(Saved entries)
• • • • • • •

//! termfolio - a personal portfolio that runs as a terminal window
//!
//! Visitors type commands such as `whoami`, `projects` or `skills` at a
//! simulated prompt and get pre-authored content back. This library holds
//! all interaction logic; the `termfolio` binary only draws it with eframe.
//!
//! ## Module Organization
//!
//! ### Core Functionality
//!
//! - [`commands`] - Closed command set and input classification
//! - [`terminal`] - Controller owning the output log, history and completion,
//!   plus the startup typing animation
//! - [`history`] - Submitted commands with arrow-key recall
//! - [`completion`] - Literal prefix completion over the command set
//! - [`content`] - Content blocks and their inline markup
//! - [`stats`] - Hiscore lookup through a list of fallback proxies
//! - [`download`] - Saving the bundled CV for the visitor
//!
//! ### Support
//!
//! - [`config`] - Configuration loading, validation and themes
//! - [`models`] - Output log entries and hiscore records
//! - [`ui`] - egui rendering of the terminal
//! - [`mod@error`] - Error types and Result aliases
//!
//! ## Quick Start
//!
//! ```no_run
//! use termfolio::{Submission, Terminal};
//!
//! let mut terminal = Terminal::new(">");
//! assert_eq!(terminal.submit("whoami"), Submission::Rendered);
//! assert_eq!(terminal.autocomplete("he"), "help");
//! ```
//!
//! ## Architecture
//!
//! Commands are processed on the egui UI thread. The hiscore lookup is the
//! only blocking work; the binary runs it on a tokio runtime and sends the
//! result back over a `tokio::sync::mpsc` channel, drained every frame.

use tracing::{info, warn};

pub mod commands;
pub mod completion;
pub mod config;
pub mod content;
pub mod download;
pub mod error;
pub mod history;
pub mod models;
pub mod stats;
pub mod terminal;

// UI modules
pub mod ui;

// Re-exports for core functionality
pub use config::{Config, RuntimeConfig};
pub use error::{Error, Result};
pub use terminal::{Submission, Terminal, WelcomeTyper};

// Convenience re-exports for common types
pub use commands::{classify, Classification, Command, EchoCommand, UtilityCommand};
pub use config::loader::ConfigLoader;
pub use config::theme::ThemeManager;
pub use content::ContentRegistry;
pub use history::HistoryBuffer;
pub use models::{OutputEntry, StatRecord};
pub use stats::{StatsClient, StatsError};

/// The current version of termfolio from Cargo.toml
pub const VERSION: &str = env!("CARGO_PKG_VERSION");

/// The application name from Cargo.toml
pub const NAME: &str = env!("CARGO_PKG_NAME");

/// The application description from Cargo.toml
pub const DESCRIPTION: &str = env!("CARGO_PKG_DESCRIPTION");

/// Load the runtime configuration from the default locations
///
/// A configuration that cannot be used (for example one naming an unknown
/// theme) is reported and replaced by the defaults.
///
/// # Examples
///
/// ```no_run
/// match termfolio::init() {
///     Ok(runtime) => println!("prompt: {}", runtime.config().terminal.prompt),
///     Err(e) => eprintln!("Initialization failed: {}", e),
/// }
/// ```
pub fn init() -> Result<RuntimeConfig> {
    info!("Initializing {} v{}", NAME, VERSION);

    match RuntimeConfig::new() {
        Ok(runtime) => Ok(runtime),
        Err(e) => {
            warn!("Failed to load configuration: {}. Using defaults", e);
            RuntimeConfig::from_config(Config::default())
        }
    }
}
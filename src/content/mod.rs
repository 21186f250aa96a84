//! Static content blocks
//!
//! Content is authored as lines of lightweight inline markup:
//!
//! - `**text**` renders strong
//! - `[[text]]` renders with the glow color
//! - `[label](url)` renders as a link
//!
//! Markup is parsed once when a block is built, so renderers only deal with
//! styled [`Span`]s.

pub mod pages;
pub mod registry;

pub use registry::ContentRegistry;

use once_cell::sync::Lazy;
use regex::Regex;
use serde::{Deserialize, Serialize};

static INLINE_MARKUP: Lazy<Regex> = Lazy::new(|| {
    Regex::new(r"\*\*(?P<strong>.+?)\*\*|\[\[(?P<glow>.+?)\]\]|\[(?P<label>[^\]]+)\]\((?P<url>[^)\s]+)\)")
        .expect("inline markup pattern is valid")
});

/// How a span of text is styled
#[derive(Debug, Clone, PartialEq, Eq, Serialize, Deserialize)]
pub enum SpanStyle {
    Plain,
    Strong,
    Glow,
    Link(String),
}

/// A run of uniformly styled text
#[derive(Debug, Clone, PartialEq, Eq, Serialize, Deserialize)]
pub struct Span {
    pub text: String,
    pub style: SpanStyle,
}

/// One line of a content block
#[derive(Debug, Clone, PartialEq, Eq, Serialize, Deserialize)]
pub enum Line {
    Heading(String),
    Paragraph(Vec<Span>),
    /// List item; depth 0 is top level
    Bullet { depth: u8, spans: Vec<Span> },
    /// `label: value` pair
    Field { label: String, value: Vec<Span> },
    Blank,
}

/// Ordered lines making up one response
#[derive(Debug, Clone, Default, PartialEq, Eq, Serialize, Deserialize)]
pub struct ContentBlock {
    pub lines: Vec<Line>,
}

impl Span {
    pub fn plain(text: impl Into<String>) -> Self {
        Self {
            text: text.into(),
            style: SpanStyle::Plain,
        }
    }
}

impl ContentBlock {
    pub fn new() -> Self {
        Self::default()
    }

    pub fn heading(mut self, text: impl Into<String>) -> Self {
        self.lines.push(Line::Heading(text.into()));
        self
    }

    pub fn paragraph(mut self, markup: &str) -> Self {
        self.lines.push(Line::Paragraph(parse_inline(markup)));
        self
    }

    pub fn bullet(self, markup: &str) -> Self {
        self.nested_bullet(0, markup)
    }

    pub fn nested_bullet(mut self, depth: u8, markup: &str) -> Self {
        self.lines.push(Line::Bullet {
            depth,
            spans: parse_inline(markup),
        });
        self
    }

    pub fn field(mut self, label: impl Into<String>, markup: &str) -> Self {
        self.lines.push(Line::Field {
            label: label.into(),
            value: parse_inline(markup),
        });
        self
    }

    pub fn blank(mut self) -> Self {
        self.lines.push(Line::Blank);
        self
    }

    pub fn is_empty(&self) -> bool {
        self.lines.is_empty()
    }

    /// Text with all markup removed, one line per [`Line`]
    pub fn plain_text(&self) -> String {
        self.lines
            .iter()
            .map(|line| match line {
                Line::Heading(text) => text.clone(),
                Line::Paragraph(spans) => spans_text(spans),
                Line::Bullet { depth, spans } => {
                    format!("{}- {}", "  ".repeat(*depth as usize), spans_text(spans))
                }
                Line::Field { label, value } => format!("{}: {}", label, spans_text(value)),
                Line::Blank => String::new(),
            })
            .collect::<Vec<_>>()
            .join("\n")
    }
}

fn spans_text(spans: &[Span]) -> String {
    spans.iter().map(|span| span.text.as_str()).collect()
}

/// Split a markup string into styled spans
pub fn parse_inline(markup: &str) -> Vec<Span> {
    let mut spans = Vec::new();
    let mut last = 0;

    for caps in INLINE_MARKUP.captures_iter(markup) {
        let Some(whole) = caps.get(0) else { continue };
        if whole.start() > last {
            spans.push(Span::plain(&markup[last..whole.start()]));
        }

        let span = if let Some(text) = caps.name("strong") {
            Span {
                text: text.as_str().to_string(),
                style: SpanStyle::Strong,
            }
        } else if let Some(text) = caps.name("glow") {
            Span {
                text: text.as_str().to_string(),
                style: SpanStyle::Glow,
            }
        } else {
            let label = caps.name("label").map(|m| m.as_str()).unwrap_or_default();
            let url = caps.name("url").map(|m| m.as_str()).unwrap_or_default();
            Span {
                text: label.trim_matches('*').to_string(),
                style: SpanStyle::Link(url.to_string()),
            }
        };
        spans.push(span);
        last = whole.end();
    }

    if last < markup.len() {
        spans.push(Span::plain(&markup[last..]));
    }
    spans
}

• • • • • • •

- Activity:
Quote, with nothing altered, all lines from the start of the entries to the line that carries "and hiscore records", inclusive.

- Answer area:
//! termfolio - a personal portfolio that runs as a terminal window
//!
//! Visitors type commands such as `whoami`, `projects` or `skills` at a
//! simulated prompt and get pre-authored content back. This library holds
//! all interaction logic; the `termfolio` binary only draws it with eframe.
//!
//! ## Module Organization
//!
//! ### Core Functionality
//!
//! - [`commands`] - Closed command set and input classification
//! - [`terminal`] - Controller owning the output log, history and completion,
//!   plus the startup typing animation
//! - [`history`] - Submitted commands with arrow-key recall
//! - [`completion`] - Literal prefix completion over the command set
//! - [`content`] - Content blocks and their inline markup
//! - [`stats`] - Hiscore lookup through a list of fallback proxies
//! - [`download`] - Saving the bundled CV for the visitor
//!
//! ### Support
//!
//! - [`config`] - Configuration loading, validation and themes
//! - [`models`] - Output log entries and hiscore records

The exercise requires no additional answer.